DATA EXCERPTS:
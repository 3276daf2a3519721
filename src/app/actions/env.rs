use std::sync::{Arc, Mutex};

use crate::app::android::AndroidDeviceService;
use crate::app::error::AppError;
use crate::app::exec::ProcessExecutor;
use crate::app::ios::IosDeviceService;
use crate::app::toolchain::ToolchainLocator;

pub trait Clipboard: Send + Sync {
    fn get_text(&self) -> Option<String>;
    fn set_text(&self, text: &str) -> Result<(), AppError>;
}

/// In-process clipboard for hosts without a system pasteboard.
#[derive(Debug, Default)]
pub struct MemoryClipboard {
    text: Mutex<Option<String>>,
}

impl MemoryClipboard {
    pub fn new(initial: Option<String>) -> Self {
        Self {
            text: Mutex::new(initial),
        }
    }
}

impl Clipboard for MemoryClipboard {
    fn get_text(&self) -> Option<String> {
        self.text.lock().ok().and_then(|guard| guard.clone())
    }

    fn set_text(&self, text: &str) -> Result<(), AppError> {
        let mut guard = self
            .text
            .lock()
            .map_err(|_| AppError::system("Clipboard lock poisoned", ""))?;
        *guard = Some(text.to_string());
        Ok(())
    }
}

/// Opens a terminal application running a command.
pub trait TerminalLauncher: Send + Sync {
    fn open(&self, app: &str, command: &str, trace_id: &str) -> Result<(), AppError>;
}

pub fn applescript_escape(value: &str) -> String {
    value.replace('\\', "\\\\").replace('"', "\\\"")
}

/// AppleScript for `app`; iTerm has its own dictionary, everything else is
/// driven like Terminal.
pub fn terminal_script(app: &str, command: &str) -> Vec<String> {
    let app = applescript_escape(app);
    let command = applescript_escape(command);
    if app.to_lowercase().contains("iterm") {
        vec![
            format!("tell application \"{app}\""),
            "activate".to_string(),
            format!("create window with default profile command \"{command}\""),
            "end tell".to_string(),
        ]
    } else {
        vec![
            format!("tell application \"{app}\""),
            "activate".to_string(),
            format!("do script \"{command}\""),
            "end tell".to_string(),
        ]
    }
}

pub struct AppleScriptTerminal {
    executor: Arc<dyn ProcessExecutor>,
}

impl AppleScriptTerminal {
    pub fn new(executor: Arc<dyn ProcessExecutor>) -> Self {
        Self { executor }
    }
}

impl TerminalLauncher for AppleScriptTerminal {
    fn open(&self, app: &str, command: &str, trace_id: &str) -> Result<(), AppError> {
        let mut args = Vec::new();
        for line in terminal_script(app, command) {
            args.push("-e".to_string());
            args.push(line);
        }
        self.executor.execute("osascript", &args, None, trace_id)?;
        Ok(())
    }
}

/// Everything an action may touch while it runs.
pub struct ActionEnv {
    pub locator: Arc<ToolchainLocator>,
    pub android: Arc<AndroidDeviceService>,
    pub ios: Arc<IosDeviceService>,
    pub clipboard: Arc<dyn Clipboard>,
    pub terminal: Arc<dyn TerminalLauncher>,
}
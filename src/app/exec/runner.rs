use std::io::Read;
use std::path::Path;
use std::process::{Child, Command, Stdio};
use std::sync::atomic::{AtomicBool, Ordering};
use std::sync::{Arc, Mutex};
use std::thread::JoinHandle;
use std::time::{Duration, Instant};

use tracing::{debug, warn};

use crate::app::error::AppError;

const READER_SETTLE: Duration = Duration::from_millis(500);

#[derive(Debug, Clone, PartialEq, Eq)]
pub struct CommandOutput {
    pub stdout: String,
    pub stderr: String,
    pub exit_code: Option<i32>,
}

impl CommandOutput {
    pub fn success(&self) -> bool {
        self.exit_code == Some(0)
    }
}

/// Outcome of a launch that is expected to keep running.
#[derive(Debug, Clone, PartialEq, Eq)]
pub enum LaunchStatus {
    Running,
    Exited(CommandOutput),
}

pub trait ProcessExecutor: Send + Sync {
    /// Runs `program` to completion and returns its stdout. Blocks the
    /// caller; there is no timeout.
    fn execute(
        &self,
        program: &str,
        args: &[String],
        working_dir: Option<&Path>,
        trace_id: &str,
    ) -> Result<String, AppError>;

    /// Starts `program` and watches it for `grace`. A child still alive
    /// after that is left running in the background.
    fn spawn_detached(
        &self,
        program: &str,
        args: &[String],
        grace: Duration,
        trace_id: &str,
    ) -> Result<LaunchStatus, AppError>;
}

#[derive(Debug, Default, Clone, Copy)]
pub struct SystemExecutor;

impl ProcessExecutor for SystemExecutor {
    fn execute(
        &self,
        program: &str,
        args: &[String],
        working_dir: Option<&Path>,
        trace_id: &str,
    ) -> Result<String, AppError> {
        let output = run_command(program, args, working_dir, trace_id)?;
        if output.success() {
            return Ok(output.stdout);
        }
        let stderr = output.stderr.trim().to_string();
        warn!(
            trace_id = %trace_id,
            program = %program,
            exit_code = ?output.exit_code,
            stderr = %stderr,
            "command exited with failure"
        );
        Err(AppError::execution(
            format!("{program} exited with status {:?}", output.exit_code),
            stderr,
            output.exit_code,
            trace_id,
        ))
    }

    fn spawn_detached(
        &self,
        program: &str,
        args: &[String],
        grace: Duration,
        trace_id: &str,
    ) -> Result<LaunchStatus, AppError> {
        spawn_with_grace(program, args, grace, trace_id)
    }
}

/// `sh -c <command>` invocation for user templates and profile probes.
pub fn shell(command: &str) -> (String, Vec<String>) {
    ("sh".to_string(), vec!["-c".to_string(), command.to_string()])
}

pub fn run_command(
    program: &str,
    args: &[String],
    working_dir: Option<&Path>,
    trace_id: &str,
) -> Result<CommandOutput, AppError> {
    debug!(trace_id = %trace_id, program = %program, args = ?args, "run command");
    let mut command = Command::new(program);
    command
        .args(args)
        .stdin(Stdio::null())
        .stdout(Stdio::piped())
        .stderr(Stdio::piped());
    if let Some(dir) = working_dir {
        command.current_dir(dir);
    }
    let mut child = command.spawn().map_err(|err| {
        AppError::execution(
            format!("Failed to spawn {program}: {err}"),
            err.to_string(),
            None,
            trace_id,
        )
    })?;

    // Both pipes are drained concurrently; a chatty child would otherwise
    // block once one pipe buffer fills.
    let stdout = child
        .stdout
        .take()
        .ok_or_else(|| AppError::system("Failed to capture stdout", trace_id))?;
    let stderr = child
        .stderr
        .take()
        .ok_or_else(|| AppError::system("Failed to capture stderr", trace_id))?;
    let stdout_handle = std::thread::spawn(move || drain(stdout));
    let stderr_handle = std::thread::spawn(move || drain(stderr));

    let status = child.wait();
    let stdout_bytes = stdout_handle.join().unwrap_or_default();
    let stderr_bytes = stderr_handle.join().unwrap_or_default();
    let status = status.map_err(|err| {
        AppError::execution(
            format!("Failed to wait for {program}: {err}"),
            String::from_utf8_lossy(&stderr_bytes).to_string(),
            None,
            trace_id,
        )
    })?;

    Ok(CommandOutput {
        stdout: String::from_utf8_lossy(&stdout_bytes).to_string(),
        stderr: String::from_utf8_lossy(&stderr_bytes).to_string(),
        exit_code: status.code(),
    })
}

fn drain<R: Read>(mut reader: R) -> Vec<u8> {
    let mut buffer = Vec::<u8>::new();
    let mut temp = [0u8; 4096];
    loop {
        match reader.read(&mut temp) {
            Ok(0) => break,
            Ok(count) => buffer.extend_from_slice(&temp[..count]),
            Err(_) => break,
        }
    }
    buffer
}

/// Collects a pipe while `capturing` is set and discards it afterwards, so a
/// detached child never blocks on a full pipe and its output is not kept.
fn capture_then_discard<R: Read + Send + 'static>(
    mut reader: R,
    capturing: Arc<AtomicBool>,
) -> (Arc<Mutex<Vec<u8>>>, JoinHandle<()>) {
    let buffer = Arc::new(Mutex::new(Vec::<u8>::new()));
    let sink = buffer.clone();
    let handle = std::thread::spawn(move || {
        let mut temp = [0u8; 4096];
        loop {
            match reader.read(&mut temp) {
                Ok(0) | Err(_) => break,
                Ok(count) => {
                    if capturing.load(Ordering::SeqCst) {
                        if let Ok(mut guard) = sink.lock() {
                            guard.extend_from_slice(&temp[..count]);
                        }
                    }
                }
            }
        }
    });
    (buffer, handle)
}

fn captured_text(buffer: &Mutex<Vec<u8>>) -> String {
    buffer
        .lock()
        .map(|guard| String::from_utf8_lossy(&guard).to_string())
        .unwrap_or_default()
}

fn spawn_with_grace(
    program: &str,
    args: &[String],
    grace: Duration,
    trace_id: &str,
) -> Result<LaunchStatus, AppError> {
    let mut child = Command::new(program)
        .args(args)
        .stdin(Stdio::null())
        .stdout(Stdio::piped())
        .stderr(Stdio::piped())
        .spawn()
        .map_err(|err| {
            AppError::execution(
                format!("Failed to spawn {program}: {err}"),
                err.to_string(),
                None,
                trace_id,
            )
        })?;

    let capturing = Arc::new(AtomicBool::new(true));
    let stdout = child
        .stdout
        .take()
        .ok_or_else(|| AppError::system("Failed to capture stdout", trace_id))?;
    let stderr = child
        .stderr
        .take()
        .ok_or_else(|| AppError::system("Failed to capture stderr", trace_id))?;
    let (stdout_buffer, stdout_handle) = capture_then_discard(stdout, capturing.clone());
    let (stderr_buffer, stderr_handle) = capture_then_discard(stderr, capturing.clone());

    let start = Instant::now();
    loop {
        match child.try_wait() {
            Ok(Some(status)) => {
                // Grandchildren may hold the pipes open; wait briefly for
                // the readers and take whatever arrived.
                let settle = Instant::now();
                while !(stdout_handle.is_finished() && stderr_handle.is_finished())
                    && settle.elapsed() < READER_SETTLE
                {
                    std::thread::sleep(Duration::from_millis(10));
                }
                capturing.store(false, Ordering::SeqCst);
                return Ok(LaunchStatus::Exited(CommandOutput {
                    stdout: captured_text(&stdout_buffer),
                    stderr: captured_text(&stderr_buffer),
                    exit_code: status.code(),
                }));
            }
            Ok(None) => {
                if start.elapsed() >= grace {
                    capturing.store(false, Ordering::SeqCst);
                    debug!(trace_id = %trace_id, program = %program, "child still running; detaching");
                    reap_in_background(child);
                    return Ok(LaunchStatus::Running);
                }
                std::thread::sleep(Duration::from_millis(50));
            }
            Err(err) => {
                capturing.store(false, Ordering::SeqCst);
                reap_in_background(child);
                return Err(AppError::execution(
                    format!("Failed to poll {program}: {err}"),
                    err.to_string(),
                    None,
                    trace_id,
                ));
            }
        }
    }
}

fn reap_in_background(mut child: Child) {
    std::thread::spawn(move || {
        let _ = child.wait();
    });
}

#[cfg(all(test, unix))]
mod tests {
    use super::*;

    fn args(values: &[&str]) -> Vec<String> {
        values.iter().map(|value| value.to_string()).collect()
    }

    #[test]
    fn execute_returns_stdout() {
        let stdout = SystemExecutor
            .execute("sh", &args(&["-c", "echo hello"]), None, "trace-1")
            .expect("echo");
        assert_eq!(stdout.trim(), "hello");
    }

    #[test]
    fn execute_reports_stderr_and_status_on_failure() {
        let err = SystemExecutor
            .execute("sh", &args(&["-c", "echo boom >&2; exit 3"]), None, "trace-2")
            .expect_err("expected failure");
        assert_eq!(err.code, "ERR_EXECUTION");
        assert_eq!(err.exit_code, Some(3));
        assert_eq!(err.diagnostic(), "boom");
        assert_eq!(err.trace_id, "trace-2");
    }

    #[test]
    fn execute_reports_spawn_failure() {
        let err = SystemExecutor
            .execute("/this/path/should/not/exist/tool", &[], None, "trace-3")
            .expect_err("expected spawn failure");
        assert_eq!(err.code, "ERR_EXECUTION");
        assert_eq!(err.exit_code, None);
    }

    #[test]
    fn execute_honours_working_directory() {
        let dir = tempfile::tempdir().expect("tempdir");
        let stdout = SystemExecutor
            .execute("sh", &args(&["-c", "pwd"]), Some(dir.path()), "trace-4")
            .expect("pwd");
        let expected = dir.path().canonicalize().expect("canonicalize");
        let actual = std::path::PathBuf::from(stdout.trim())
            .canonicalize()
            .expect("canonicalize");
        assert_eq!(actual, expected);
    }

    #[test]
    fn run_command_does_not_deadlock_on_large_stdout() {
        let output = run_command(
            "sh",
            &args(&[
                "-c",
                "i=0; while [ $i -lt 100000 ]; do echo 1234567890; i=$((i+1)); done",
            ]),
            None,
            "trace-large",
        )
        .expect("large output");
        assert_eq!(output.exit_code, Some(0));
        assert!(output.stdout.len() >= 1_000_000);
    }

    #[test]
    fn spawn_detached_captures_quick_exit() {
        let status = SystemExecutor
            .spawn_detached(
                "sh",
                &args(&["-c", "echo already running >&2; exit 1"]),
                Duration::from_secs(5),
                "trace-5",
            )
            .expect("spawn");
        match status {
            LaunchStatus::Exited(output) => {
                assert_eq!(output.exit_code, Some(1));
                assert!(output.stderr.contains("already running"));
            }
            LaunchStatus::Running => panic!("expected quick exit"),
        }
    }

    #[test]
    fn spawn_detached_leaves_long_running_child() {
        let status = SystemExecutor
            .spawn_detached(
                "sh",
                &args(&["-c", "sleep 2"]),
                Duration::from_millis(200),
                "trace-6",
            )
            .expect("spawn");
        assert_eq!(status, LaunchStatus::Running);
    }

    #[test]
    fn detached_child_output_is_drained_after_grace() {
        let dir = tempfile::tempdir().expect("tempdir");
        let marker = dir.path().join("done");
        let script = format!(
            "sleep 1; i=0; while [ $i -lt 20000 ]; do echo 1234567890; i=$((i+1)); done; touch '{}'",
            marker.display()
        );
        let status = SystemExecutor
            .spawn_detached("sh", &args(&["-c", &script]), Duration::from_millis(100), "trace-7")
            .expect("spawn");
        assert_eq!(status, LaunchStatus::Running);

        let deadline = Instant::now() + Duration::from_secs(15);
        while !marker.exists() && Instant::now() < deadline {
            std::thread::sleep(Duration::from_millis(50));
        }
        assert!(marker.exists(), "child blocked writing to its pipe");
    }
}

EXERCISE REQUIREMENTS:
If a line of the material contains the word "while", pick it out and copy it.

TASK SOLUTION:
/// Everything an action may touch while it runs.
/// Collects a pipe while `capturing` is set and discards it afterwards, so a
                while !(stdout_handle.is_finished() && stderr_handle.is_finished())
                "i=0; while [ $i -lt 100000 ]; do echo 1234567890; i=$((i+1)); done",
            "sleep 1; i=0; while [ $i -lt 20000 ]; do echo 1234567890; i=$((i+1)); done; touch '{}'",
        while !marker.exists() && Instant::now() < deadline {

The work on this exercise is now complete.